Ma l’App sarà utile? A quanto pare no.

Secondo Andrea Lisi, avvocato, esperto di digitalizzazione, privacy e diritto dell’informatica, che si occupa da più di quindici anni di diritto dell’informatica, commercio elettronico, privacy ed eGov, dice che l’App, così come pensata, “molto probabilmente non servirà”. “Questa soluzione che prevede un tracciamento di prossimità attraverso la tecnologia bluetooth è simile a quella sviluppata a Singapore (scaricata da meno del 20% della popolazione) e ha fatto dichiarare al loro direttore dell’Agenzia di servizi digitali che il suo utilizzo debba ritenersi pericoloso per i troppi falsi positivi e negativi.” Dunque, per essere efficiente dovrebbe essere utilizzata da almeno il 60% della popolazione.

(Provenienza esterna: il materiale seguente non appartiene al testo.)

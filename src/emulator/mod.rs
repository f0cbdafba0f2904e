//! In-memory partitioned collection service.
//!
//! Implements [`Transport`] for tests and the demo binary: collections are split
//! into partition key ranges by effective partition key, queries of the form
//! `SELECT * FROM c [WHERE c.x = v] [ORDER BY c.y [ASC|DESC]]` are served page by
//! page per range, and every write is appended to a per-collection change log.
//! Ranges can be split and failures injected while iterators are running.

mod collection;
mod query;

use async_trait::async_trait;
use dashmap::DashMap;
use parking_lot::{Mutex, RwLock};
use std::sync::atomic::{AtomicU64, Ordering};
use std::sync::Arc;
use std::time::Duration;
use tracing::{debug, info};
use uuid::Uuid;

use crate::error::{ErrorCode, QueryError, QueryResult};
use crate::models::{
    headers, CollectionLink, Document, Page, PartitionKey, PartitionKeyRange, QueryPlan,
    QueryRange, ResponseHeaders,
};
use crate::transport::{ChangeFeedStart, FeedKind, FeedRequest, Transport};

use collection::CollectionState;
pub use query::ParsedQuery;

/// Which calls an injected fault applies to.
#[derive(Debug, Clone, PartialEq, Eq)]
pub enum FaultTarget {
    Any,
    QueryPlan,
    PartitionKeyRanges,
    /// Any query page or change feed poll.
    ReadFeed,
    /// Reads of one partition key range.
    Range(String),
}

/// A failure returned instead of serving a call, a fixed number of times.
#[derive(Debug, Clone)]
struct Fault {
    code: ErrorCode,
    target: FaultTarget,
    retry_after: Option<Duration>,
    remaining: u32,
}

impl Fault {
    fn matches(&self, call: &Call<'_>) -> bool {
        match (&self.target, call) {
            (FaultTarget::Any, _) => true,
            (FaultTarget::QueryPlan, Call::QueryPlan) => true,
            (FaultTarget::PartitionKeyRanges, Call::PartitionKeyRanges) => true,
            (FaultTarget::ReadFeed, Call::ReadFeed(_)) => true,
            (FaultTarget::Range(id), Call::ReadFeed(range_id)) => id == range_id,
            _ => false,
        }
    }
}

enum Call<'a> {
    QueryPlan,
    PartitionKeyRanges,
    ReadFeed(&'a str),
}

type SharedCollection = Arc<RwLock<CollectionState>>;

/// In-memory service holding any number of partitioned collections.
#[derive(Default)]
pub struct Emulator {
    collections: DashMap<CollectionLink, SharedCollection>,
    faults: Mutex<Vec<Fault>>,
    served: AtomicU64,
}

impl Emulator {
    pub fn new() -> Self {
        Self::default()
    }

    /// Creates a collection with `range_count` equal partition key ranges.
    pub fn create_collection(
        &self,
        database: &str,
        collection: &str,
        partition_key_path: &str,
        range_count: u32,
    ) -> QueryResult<CollectionLink> {
        let link = CollectionLink::new(database, collection);
        if self.collections.contains_key(&link) {
            return Err(QueryError::with_message(
                ErrorCode::Conflict,
                format!("collection {} already exists", link),
            ));
        }
        let state = CollectionState::new(partition_key_path, range_count);
        info!(%link, ranges = state.ranges.len(), "collection created");
        self.collections.insert(link.clone(), Arc::new(RwLock::new(state)));
        Ok(link)
    }

    /// Creates a document. Fails with `Conflict` if the id exists under the same key.
    pub fn create_item(&self, link: &CollectionLink, document: Document) -> QueryResult<Document> {
        self.collection(link)?.write().write(document, false)
    }

    /// Creates or replaces a document. A replaced document moves to the end of the change feed.
    pub fn upsert_item(&self, link: &CollectionLink, document: Document) -> QueryResult<Document> {
        self.collection(link)?.write().write(document, true)
    }

    /// Splits a partition key range in two. Returns the ids of the new ranges.
    pub fn split_range(&self, link: &CollectionLink, range_id: &str) -> QueryResult<(String, String)> {
        let (left, right) = self.collection(link)?.write().split(range_id)?;
        info!(%link, range_id, %left, %right, "range split");
        Ok((left, right))
    }

    /// Returns the current ranges of a collection.
    pub fn ranges(&self, link: &CollectionLink) -> QueryResult<Vec<PartitionKeyRange>> {
        Ok(self.collection(link)?.read().ranges.clone())
    }

    /// Returns the id of the range that owns a partition key.
    pub fn range_for_partition_key(
        &self,
        link: &CollectionLink,
        partition_key: &PartitionKey,
    ) -> QueryResult<String> {
        let collection = self.collection(link)?;
        let state = collection.read();
        state
            .range_for(partition_key)
            .map(|r| r.id.clone())
            .ok_or_else(|| QueryError::new(ErrorCode::PartitionKeyRangeNotFound))
    }

    /// Fails the next `times` matching calls with `code`.
    pub fn inject_fault(&self, code: ErrorCode, target: FaultTarget, times: u32) {
        self.push_fault(code, target, None, times);
    }

    /// Like [`Emulator::inject_fault`], with a retry-after hint on each failure.
    pub fn inject_fault_with_retry_after(
        &self,
        code: ErrorCode,
        target: FaultTarget,
        retry_after: Duration,
        times: u32,
    ) {
        self.push_fault(code, target, Some(retry_after), times);
    }

    fn push_fault(&self, code: ErrorCode, target: FaultTarget, retry_after: Option<Duration>, times: u32) {
        if times == 0 {
            return;
        }
        self.faults.lock().push(Fault {
            code,
            target,
            retry_after,
            remaining: times,
        });
    }

    /// Drops every pending fault.
    pub fn clear_faults(&self) {
        self.faults.lock().clear();
    }

    /// Number of calls received, failed ones included.
    pub fn served(&self) -> u64 {
        self.served.load(Ordering::SeqCst)
    }

    fn collection(&self, link: &CollectionLink) -> QueryResult<SharedCollection> {
        self.collections
            .get(link)
            .map(|entry| entry.value().clone())
            .ok_or_else(|| {
                QueryError::with_message(ErrorCode::NotFound, format!("collection {} not found", link))
            })
    }

    /// Counts the call and returns the first matching injected fault, if any.
    fn admit(&self, call: Call<'_>) -> QueryResult<()> {
        self.served.fetch_add(1, Ordering::SeqCst);
        let mut faults = self.faults.lock();
        let Some(index) = faults.iter().position(|f| f.matches(&call)) else {
            return Ok(());
        };
        let fault = &mut faults[index];
        fault.remaining -= 1;
        let mut error = QueryError::new(fault.code).with_activity_id(Uuid::new_v4().to_string());
        if let Some(retry_after) = fault.retry_after {
            error = error.with_retry_after(retry_after);
        }
        if fault.remaining == 0 {
            faults.remove(index);
        }
        debug!(code = error.code.as_str(), "injected fault");
        Err(error)
    }

    fn query_page(
        &self,
        state: &CollectionState,
        request: &FeedRequest,
        text: &str,
        continuation: Option<&str>,
        populate_query_metrics: bool,
    ) -> QueryResult<Page> {
        let parsed = ParsedQuery::parse(text)?;
        let (items, continuation) = state.query_page(
            &request.range_id,
            &parsed,
            request.partition_key.as_ref(),
            continuation,
            request.max_item_count as usize,
        )?;

        let mut response = response_headers(state, &request.range_id, items.len())?;
        if let Some(token) = &continuation {
            response.insert(headers::CONTINUATION, token)?;
        }
        if populate_query_metrics {
            response.insert(
                headers::QUERY_METRICS,
                format!(
                    "totalExecutionTimeInMs=0.10;queryCompileTimeInMs=0.01;retrievedDocumentCount={};outputDocumentCount={};indexHitRatio=1.00",
                    state.documents.len(),
                    items.len()
                ),
            )?;
        }
        Ok(Page::new(items, continuation, response))
    }

    fn change_feed_page(
        &self,
        state: &CollectionState,
        request: &FeedRequest,
        start: &ChangeFeedStart,
    ) -> QueryResult<Page> {
        let from = match start {
            ChangeFeedStart::Now => state.lsn,
            ChangeFeedStart::Beginning => 0,
            ChangeFeedStart::Etag(etag) => parse_etag(etag)?,
        };
        let (items, position) = state.change_feed_page(
            &request.range_id,
            request.partition_key.as_ref(),
            from,
            request.max_item_count as usize,
        )?;

        let etag = format!("\"{}\"", position);
        let mut response = response_headers(state, &request.range_id, items.len())?;
        response.insert("etag", &etag)?;
        response.insert(headers::CONTINUATION, &etag)?;
        Ok(Page::new(items, Some(etag), response))
    }
}

fn response_headers(
    state: &CollectionState,
    range_id: &str,
    item_count: usize,
) -> QueryResult<ResponseHeaders> {
    let mut response = ResponseHeaders::new();
    response.insert(headers::ACTIVITY_ID, Uuid::new_v4().to_string())?;
    response.insert(
        headers::REQUEST_CHARGE,
        format!("{:.2}", 2.0 + 0.5 * item_count as f64),
    )?;
    response.insert(headers::ITEM_COUNT, item_count.to_string())?;
    response.insert(headers::SESSION_TOKEN, format!("{}:{}", range_id, state.lsn))?;
    response.insert(headers::PARTITION_KEY_RANGE_ID, range_id)?;
    Ok(response)
}

fn parse_etag(etag: &str) -> QueryResult<u64> {
    etag.trim_matches('"').parse().map_err(|_| {
        QueryError::with_message(ErrorCode::BadRequest, format!("malformed etag: {}", etag))
    })
}

#[async_trait]
impl Transport for Emulator {
    async fn query_plan(&self, collection: &CollectionLink, query: &str) -> QueryResult<QueryPlan> {
        self.admit(Call::QueryPlan)?;
        let shared = self.collection(collection)?;
        let state = shared.read();
        let parsed = ParsedQuery::parse(query)?;

        let query_ranges = match &parsed.filter {
            Some((path, value)) if *path == state.partition_key_path => {
                let key = PartitionKey::new(value.clone())?;
                vec![QueryRange::point(key.effective_partition_key())]
            }
            _ => Vec::new(),
        };
        Ok(QueryPlan {
            order_by: parsed.order_by,
            query_ranges,
            rewritten_query: None,
        })
    }

    async fn partition_key_ranges(
        &self,
        collection: &CollectionLink,
    ) -> QueryResult<Vec<PartitionKeyRange>> {
        self.admit(Call::PartitionKeyRanges)?;
        Ok(self.collection(collection)?.read().ranges.clone())
    }

    async fn read_feed(&self, request: &FeedRequest) -> QueryResult<Page> {
        self.admit(Call::ReadFeed(&request.range_id))?;
        let shared = self.collection(&request.collection)?;
        let state = shared.read();
        match &request.kind {
            FeedKind::Query {
                text,
                continuation,
                populate_query_metrics,
            } => self.query_page(
                &state,
                request,
                text,
                continuation.as_deref(),
                *populate_query_metrics,
            ),
            FeedKind::ChangeFeed { start } => self.change_feed_page(&state, request, start),
        }
    }
}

Numeri che non sono stati raggiunti nemmeno con Facebook.

Nel caso si raggiungesse la percentuale, “come si intenderebbe garantire un utilizzo consapevole dell’applicativo in modo da consentire a tutti i cittadini italiani una redazione giornaliera di diari clinici digitali corretti e affidabili sul proprio stato di salute?” chiede Lisi.

 Ci sarà una contropartita gratuita del Governo?

“Questa società privata cederà tutti i codici sorgenti dell’applicativo mettendoli nella totale disponibilità del governo italiano? Verrà quindi garantito il gratuito riuso degli stessi? E lo sviluppo e la manutenzione dell’applicazione verranno forniti dalla stessa società sempre gratuitamente?”

Insomma, il premier è proprio sicuro che l’App non costerà nulla agli italiani?